Whitney Ainscough: “living my f***ing best life”. Instagram/@itsmebadmomm
The “sickfluencer” who makes £500,000 a year
Whitney Ainscough boasts that she makes £500,000 a year from her social media posts, says Daniel Hannan in The Sunday Telegraph. Her content? Telling people how to exploit welfare rules. The mother of three walks followers through the “buzzwords and correct answers” that will unlock maximum benefits. In one post, she gloats about receiving £1,151.90 a week from taxpayers. “I get your monthly wage in a week,” she says, “so why would I put myself out and get a job? I mean, I’m living my f***ing best life!” Ainscough is part of an army of online “sickfluencers”. One charges £750 for a three-hour session – not much less than a London KC. But given our “rotten” welfare system, £750 is a “reasonable up-front investment”.

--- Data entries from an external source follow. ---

use presencelog::core::session::{CloseOutcome, RegisterOutcome, SessionManager};
use presencelog::errors::AppError;
use std::time::Duration;

fn open_manager() -> SessionManager {
    let manager = SessionManager::new();
    manager.open(Duration::from_secs(60)).expect("open window");
    manager
}

#[test]
fn registering_twice_is_a_duplicate_and_changes_nothing() {
    let manager = open_manager();

    assert_eq!(
        manager.register("42", "Alice").unwrap(),
        RegisterOutcome::Registered
    );
    assert_eq!(
        manager.register("42", "Alice").unwrap(),
        RegisterOutcome::Duplicate
    );
    assert_eq!(
        manager.register("99", "Bob").unwrap(),
        RegisterOutcome::Registered
    );

    match manager.close().unwrap() {
        CloseOutcome::Roster(roster) => {
            let names: Vec<_> = roster
                .entries
                .iter()
                .map(|e| e.display_name.as_str())
                .collect();
            assert_eq!(names, ["Alice", "Bob"]);
        }
        CloseOutcome::NoRoster => panic!("expected a roster with two entries"),
    }
}

#[test]
fn roster_preserves_registration_order() {
    let manager = open_manager();
    for (id, name) in [("3", "Carol"), ("1", "Alice"), ("2", "Bob")] {
        manager.register(id, name).unwrap();
    }

    let CloseOutcome::Roster(roster) = manager.close().unwrap() else {
        panic!("expected a roster");
    };
    let ids: Vec<_> = roster.entries.iter().map(|e| e.user_id.as_str()).collect();
    assert_eq!(ids, ["3", "1", "2"]);
}

#[test]
fn closing_an_empty_window_yields_no_roster() {
    let manager = open_manager();
    assert!(matches!(manager.close().unwrap(), CloseOutcome::NoRoster));
}

#[test]
fn second_open_fails_fast_while_a_window_is_live() {
    let manager = open_manager();
    assert!(matches!(
        manager.open(Duration::from_secs(1)),
        Err(AppError::SessionAlreadyOpen)
    ));
}

#[test]
fn closed_session_rejects_registration_and_a_second_close() {
    let manager = open_manager();
    manager.register("42", "Alice").unwrap();
    manager.close().unwrap();

    assert!(matches!(
        manager.register("7", "Eve"),
        Err(AppError::SessionClosed)
    ));
    assert!(matches!(manager.close(), Err(AppError::SessionClosed)));
}

#[test]
fn slot_frees_up_after_close() {
    let manager = open_manager();
    manager.close().unwrap();

    manager
        .open(Duration::from_secs(60))
        .expect("slot should be free once the previous window closed");
    assert_eq!(
        manager.register("1", "Zed").unwrap(),
        RegisterOutcome::Registered
    );
}

#[test]
fn roster_entries_are_stamped_with_the_closing_time() {
    let manager = open_manager();
    manager.register("42", "Alice").unwrap();
    manager.register("99", "Bob").unwrap();

    let CloseOutcome::Roster(roster) = manager.close().unwrap() else {
        panic!("expected a roster");
    };
    for entry in &roster.entries {
        assert_eq!(entry.recorded_at, roster.closed_at);
    }
}

#[test]
fn deadline_is_exposed_only_while_open() {
    let manager = SessionManager::new();
    assert!(manager.deadline().is_none());

    manager.open(Duration::from_secs(60)).unwrap();
    assert!(manager.deadline().is_some());

    manager.close().unwrap();
    assert!(manager.deadline().is_none());
}
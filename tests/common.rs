#![allow(dead_code)]
use assert_cmd::{Command, cargo_bin_cmd};
use std::env;
use std::fs;
use std::path::PathBuf;

pub fn plog() -> Command {
    cargo_bin_cmd!("presencelog")
}

/// Create a unique data dir inside the system temp dir and reset it
pub fn setup_data_dir(name: &str) -> String {
    let mut path: PathBuf = env::temp_dir();
    path.push(format!("{}_presencelog", name));
    let dir = path.to_string_lossy().to_string();
    fs::remove_dir_all(&dir).ok();
    fs::create_dir_all(&dir).expect("create data dir");
    dir
}

/// Seed bank and deposit tables with a small community:
/// Alice (42) with a comma-decimal balance and a pending deposit,
/// Bob (99) with a plain balance and no pending deposit value.
pub fn seed_ledger(dir: &str) {
    fs::write(
        format!("{dir}/bank.csv"),
        "name,user_id,balance\nAlice,42,\"10,5\"\nBob,99,3\n",
    )
    .expect("seed bank table");
    fs::write(
        format!("{dir}/deposit.csv"),
        "name,user_id,presence,note,deposit\nAlice,42,3,,\"2,25\"\nBob,99,0,,1\n",
    )
    .expect("seed deposit table");
}

/// Paths of the archived roster records under a data dir, sorted by name
pub fn archived_records(dir: &str) -> Vec<PathBuf> {
    let archive = PathBuf::from(dir).join("checkins");
    let mut records: Vec<PathBuf> = match fs::read_dir(archive) {
        Ok(entries) => entries.filter_map(|e| e.ok()).map(|e| e.path()).collect(),
        Err(_) => Vec::new(),
    };
    records.sort();
    records
}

Like the Channel people traffickers, sickfluencers are merely “facilitators”. They service a demand created by perverse incentives: in one case an asylum system where judges reflexively overturn deportation orders; in the other a benefits system that will soon let people earn £2,500 a year more than the minimum wage. The numbers are most striking among the young: claimants aged 25-34 have risen 69% in five years (if real, such a “cataclysmic explosion in disability would surely be visible on the streets”). The reason for this tragic waste of human potential is that, during lockdown, people who had never interacted with the benefits system learned how easy it was to make claims, and began to see work as a “lifestyle choice”. And many civil servants never came back to the office, meaning 70% of claims are now made over the phone, where claimants find it “much easier to lie”. As legendary money manager Charlie Munger put it: “Show me the incentives and I’ll show you the outcome.”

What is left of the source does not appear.